How can I create a generic function out of the following code:
with temp as
(
select 108 Name, 'test' Project, 'string-1 , string-2 ; string-3' Error from dual
union all
select 109, 'test2', 'single string' from dual
)
select distinct
t.name, t.project,
trim(regexp_substr(t.error, '[^,;]+', 1, levels.column_value)) as error
from
temp t,
table(cast(multiset(select level from dual connect by level <= length (regexp_replace(t.error, '[^,;]+')) + 1) as sys.OdciNumberList)) levels
order by name;
So I'm thinking of a function that takes the following parameters and returns a table of strings
CREATE OR REPLACE FUNCTION csvstr2tab(
p_str IN VARCHAR2,
p_sep_re IN VARCHAR2 DEFAULT '\s*[,;]\s*'
)
PS I have used this answer
UPDATE: please note that I'm using the abbreviation "CSV" here just in order to explain that the input string has multiple values, separated by different separators.
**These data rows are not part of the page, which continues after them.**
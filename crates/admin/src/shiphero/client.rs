//! `ShipHero` GraphQL API client.
//!
//! Provides type-safe access to the `ShipHero` API for viewing warehouse data
//! including orders, shipments, and inventory.

use std::sync::Arc;

use secrecy::ExposeSecret;
use serde::{Deserialize, de::DeserializeOwned};
use tokio::sync::RwLock;
use tracing::instrument;

use super::auth::{ShipHeroToken, authenticate, refresh_access_token};
use super::{GraphQLError, GraphQLErrorLocation, ShipHeroError};

/// `ShipHero` GraphQL API endpoint.
const GRAPHQL_ENDPOINT: &str = "https://public-api.shiphero.com/graphql";

/// `ShipHero` GraphQL API client.
///
/// Provides read-only access to warehouse data including orders awaiting
/// fulfillment, shipment history, and inventory levels.
///
/// # Authentication
///
/// Uses JWT tokens obtained from email/password authentication. Tokens are
/// cached in memory and refreshed automatically when expired.
#[derive(Clone)]
pub struct ShipHeroClient {
    inner: Arc<ShipHeroClientInner>,
}

struct ShipHeroClientInner {
    client: reqwest::Client,
    /// In-memory token cache
    token: RwLock<Option<ShipHeroToken>>,
}

/// GraphQL response wrapper.
#[derive(Debug, Deserialize)]
struct GraphQLResponse<T> {
    data: Option<T>,
    errors: Option<Vec<GraphQLErrorResponse>>,
}

#[derive(Debug, Deserialize)]
struct GraphQLErrorResponse {
    message: String,
    #[serde(default)]
    locations: Vec<GraphQLErrorLocationResponse>,
    #[serde(default)]
    path: Vec<serde_json::Value>,
}

#[derive(Debug, Deserialize)]
struct GraphQLErrorLocationResponse {
    line: i64,
    column: i64,
}

/// Connection status for `ShipHero`.
#[derive(Debug, Clone)]
pub enum ConnectionStatus {
    /// Not connected - no credentials stored.
    NotConnected,
    /// Connected with valid token.
    Connected {
        /// Email used to authenticate.
        email: String,
        /// Unix timestamp when the access token expires.
        expires_at: i64,
    },
    /// Token has expired - re-authentication required.
    TokenExpired {
        /// Email used to authenticate.
        email: String,
    },
}

impl ShipHeroClient {
    /// Create a new `ShipHero` API client without a token.
    ///
    /// Use `set_token` to set the authentication token, or
    /// `authenticate` to obtain a new token.
    ///
    /// # Panics
    ///
    /// Panics if the HTTP client cannot be created. This should never happen
    /// under normal circumstances as we use standard TLS configuration.
    #[must_use]
    pub fn new() -> Self {
        let client = reqwest::Client::builder()
            .timeout(std::time::Duration::from_secs(30))
            .build()
            .expect("Failed to create HTTP client");

        Self {
            inner: Arc::new(ShipHeroClientInner {
                client,
                token: RwLock::new(None),
            }),
        }
    }

    /// Create a new client with an existing token.
    #[must_use]
    pub fn with_token(token: ShipHeroToken) -> Self {
        let client = Self::new();
        // Use blocking set since we're in a sync context
        // This is safe because the lock is uncontended at creation time
        *client.inner.token.blocking_write() = Some(token);
        client
    }

    // =========================================================================
    // Authentication
    // =========================================================================

    /// Authenticate with `ShipHero` using email and password.
    ///
    /// Stores the obtained JWT token in the client for subsequent API calls.
    ///
    /// # Arguments
    ///
    /// * `email` - `ShipHero` account email
    /// * `password` - `ShipHero` account password
    ///
    /// # Errors
    ///
    /// Returns `ShipHeroError::AuthenticationFailed` if credentials are invalid.
    #[instrument(skip(self, password), fields(email = %email))]
    pub async fn authenticate(
        &self,
        email: &str,
        password: &secrecy::SecretString,
    ) -> Result<ShipHeroToken, ShipHeroError> {
        let token = authenticate(&self.inner.client, email, password).await?;

        // Cache the token
        *self.inner.token.write().await = Some(token.clone());

        Ok(token)
    }

    /// Set the access token directly (for loading from storage).
    pub async fn set_token(&self, token: ShipHeroToken) {
        *self.inner.token.write().await = Some(token);
    }

    /// Get the current token (if set).
    pub async fn get_token(&self) -> Option<ShipHeroToken> {
        self.inner.token.read().await.clone()
    }

    /// Check if we have a valid (non-expired) token.
    pub async fn has_valid_token(&self) -> bool {
        self.inner
            .token
            .read()
            .await
            .as_ref()
            .is_some_and(|token| !token.is_expired())
    }

    /// Clear the cached token.
    pub async fn clear_token(&self) {
        *self.inner.token.write().await = None;
    }

    /// Attempt to refresh the access token if it's expired.
    ///
    /// Returns `Ok(())` if the token was refreshed or is still valid.
    /// Returns an error if refresh fails or no refresh token is available.
    ///
    /// # Errors
    ///
    /// Returns `ShipHeroError::TokenExpired` if the token is expired and cannot be refreshed.
    /// Returns `ShipHeroError::NoAccessToken` if no token is set.
    /// Returns `ShipHeroError::AuthenticationFailed` if the refresh token is rejected.
    #[instrument(skip(self))]
    pub async fn try_refresh_token(&self) -> Result<(), ShipHeroError> {
        let token = self.inner.token.read().await.clone();

        if let Some(token) = token {
            if token.is_expired() {
                if token.can_refresh()
                    && let Some(ref refresh_token) = token.refresh_token
                {
                    let new_token = refresh_access_token(&self.inner.client, refresh_token).await?;
                    *self.inner.token.write().await = Some(new_token);
                    return Ok(());
                }
                return Err(ShipHeroError::TokenExpired);
            }
            Ok(())
        } else {
            Err(ShipHeroError::NoAccessToken)
        }
    }

    // =========================================================================
    // GraphQL Execution
    // =========================================================================

    /// Execute a GraphQL query.
    ///
    /// Automatically handles token refresh if the token is close to expiring.
    ///
    /// # Errors
    ///
    /// Returns `ShipHeroError::NoAccessToken` if no token is set.
    /// Returns `ShipHeroError::TokenExpired` if the token is expired.
    /// Returns `ShipHeroError::RateLimited` if we're being rate limited.
    /// Returns `ShipHeroError::GraphQL` if the query returns errors.
    /// Returns `ShipHeroError::Http` on network failures.
    #[instrument(skip(self, query, variables))]
    pub async fn execute<T: DeserializeOwned>(
        &self,
        query: &str,
        variables: Option<serde_json::Value>,
    ) -> Result<T, ShipHeroError> {
        // Try to refresh token if it's close to expiring
        if let Some(token) = self.inner.token.read().await.as_ref()
            && token.expires_within(300)
            && token.can_refresh()
        {
            // Token expires within 5 minutes, try to refresh
            let _ = self.try_refresh_token().await;
        }

        let access_token = self.get_access_token().await?;

        let body = serde_json::json!({
            "query": query,
            "variables": variables.unwrap_or(serde_json::Value::Null)
        });

        let response = self
            .inner
            .client
            .post(GRAPHQL_ENDPOINT)
            .header("Authorization", format!("Bearer {access_token}"))
            .header("Content-Type", "application/json")
            .json(&body)
            .send()
            .await?;

        // Check for rate limiting
        if response.status() == reqwest::StatusCode::TOO_MANY_REQUESTS {
            let retry_after = response
                .headers()
                .get("Retry-After")
                .and_then(|v| v.to_str().ok())
                .and_then(|s| s.parse().ok())
                .unwrap_or(60);
            return Err(ShipHeroError::RateLimited(retry_after));
        }

        // Check for unauthorized
        if response.status() == reqwest::StatusCode::UNAUTHORIZED {
            return Err(ShipHeroError::TokenExpired);
        }

        let graphql_response: GraphQLResponse<T> = response.json().await?;

        // Check for GraphQL errors
        if let Some(errors) = graphql_response.errors
            && !errors.is_empty()
        {
            let converted_errors: Vec<GraphQLError> = errors
                .into_iter()
                .map(|e| GraphQLError {
                    message: e.message,
                    locations: e
                        .locations
                        .into_iter()
                        .map(|l| GraphQLErrorLocation {
                            line: l.line,
                            column: l.column,
                        })
                        .collect(),
                    path: e.path,
                })
                .collect();
            return Err(ShipHeroError::GraphQL(converted_errors));
        }

        graphql_response.data.ok_or_else(|| {
            ShipHeroError::GraphQL(vec![GraphQLError {
                message: "No data in response".to_string(),
                locations: vec![],
                path: vec![],
            }])
        })
    }

    /// Get the current access token string.
    async fn get_access_token(&self) -> Result<String, ShipHeroError> {
        let token = self.inner.token.read().await;

        if let Some(ref token) = *token {
            if token.is_expired() {
                return Err(ShipHeroError::TokenExpired);
            }
            Ok(token.access_token.expose_secret().to_string())
        } else {
            Err(ShipHeroError::NoAccessToken)
        }
    }

    /// Test the connection by fetching account info.
    ///
    /// Returns basic account information if the connection is valid.
    ///
    /// # Errors
    ///
    /// Returns `ShipHeroError` if the connection test fails due to authentication
    /// issues, network errors, or GraphQL errors.
    #[instrument(skip(self))]
    pub async fn test_connection(&self) -> Result<AccountInfo, ShipHeroError> {
        let query = r"
            query {
                account {
                    id
                    email
                    username
                }
            }
        ";

        #[derive(Debug, Deserialize)]
        struct Response {
            account: AccountInfo,
        }

        let response: Response = self.execute(query, None).await?;
        Ok(response.account)
    }
}

impl Default for ShipHeroClient {
    fn default() -> Self {
        Self::new()
    }
}

/// Basic `ShipHero` account information.
#[derive(Debug, Clone, Deserialize)]
pub struct AccountInfo {
    /// Account ID.
    pub id: String,
    /// Account email.
    pub email: String,
    /// Username.
    pub username: Option<String>,
}

#[cfg(test)]
mod tests {
    use super::*;

    #[test]
    fn test_client_creation() {
        let client = ShipHeroClient::new();
        assert!(client.inner.token.blocking_read().is_none());
    }

    #[test]
    fn test_client_with_token() {
        use secrecy::SecretString;

        let token = ShipHeroToken {
            access_token: SecretString::from("test_token"),
            refresh_token: None,
            access_token_expires_at: chrono::Utc::now().timestamp() + 3600,
            refresh_token_expires_at: None,
        };

        let client = ShipHeroClient::with_token(token);
        assert!(client.inner.token.blocking_read().is_some());
    }
}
I'm dealing with a free text, written by human beings, that used different separators. So the input string doesn't have to be a correct CSV in my case - it's just a string separated by multiple different separators.
Upvotes: 3
Views: 399
Reputation: 6084
If you have APEX installed in your database, there is a function named APEX_STRING.SPLIT that does exactly what you are looking for. You can pass a single character or a regex expression that can be used to split the string. There is also an overloaded version of the function so that the same call can be used to split a VARCHAR2
or a CLOB
.
WITH
test_data (NAME, PROJECT, ERROR)
AS
(SELECT 108, 'test', 'string-1, string-2 ; string-3' FROM DUAL
UNION ALL
SELECT 109, 'test2', 'single string' FROM DUAL
UNION ALL
SELECT 110, 'test3', 'ab, ,c' FROM DUAL)
SELECT name,
project,
error,
TRIM (s.COLUMN_VALUE) as split_value
FROM test_data td, TABLE (apex_string.split (error, '[,;]')) s;
NAME PROJECT ERROR SPLIT_VALUE
_______ __________ ________________________________ ________________
108 test string-1, string-2 ; string-3 string-1
108 test string-1, string-2 ; string-3 string-2
108 test string-1, string-2 ; string-3 string-3
109 test2 single string single string
110 test3 ab, ,c ab
110 test3 ab, ,c
110 test3 ab, ,c c
Upvotes: 1
Reputation: 3697
Try the reproducible example below. Preparation of the scheme:
create table prjerr as
select 108 Name, 'test' Project, 'string-1 , string-2 ; string-3' Error from dual
union all
select 109, 'test2', 'single string' from dual
/
create or replace type tokenList is table of varchar2 (32767)
/
Function implementation:
create or replace function csvstr2tab (
str varchar2, delimiter char := '\s*[,;]\s*') return tokenList is
pattern constant varchar2 (64) := '(.*?)(('||delimiter||')|($))';
tokens tokenList := tokenList ();
s varchar2 (96);
c int := 0;
begin
<<split>> loop c := c + 1;
s := regexp_substr (str, pattern, 1, c, null, 1);
exit split when s is null;
tokens.extend;
tokens(tokens.last) := s;
end loop;
return tokens;
end csvstr2tab;
/
Usage of the function and the result:
select distinct name, project, t.column_value error
from prjerr p, csvstr2tab (p.error) t
order by name
/
NAME PROJE ERROR
---------- ----- ----------------
108 test string-1
108 test string-2
108 test string-3
109 test2 single string
PS It was tested on version 12.2.0.1.0
Upvotes: 2
Reputation: 167991
You can use REGEXP_INSTR
to track the start and end of the regular expression matches so that, at each iteration, the regular expression does not need to restart matching from the beginning of the string.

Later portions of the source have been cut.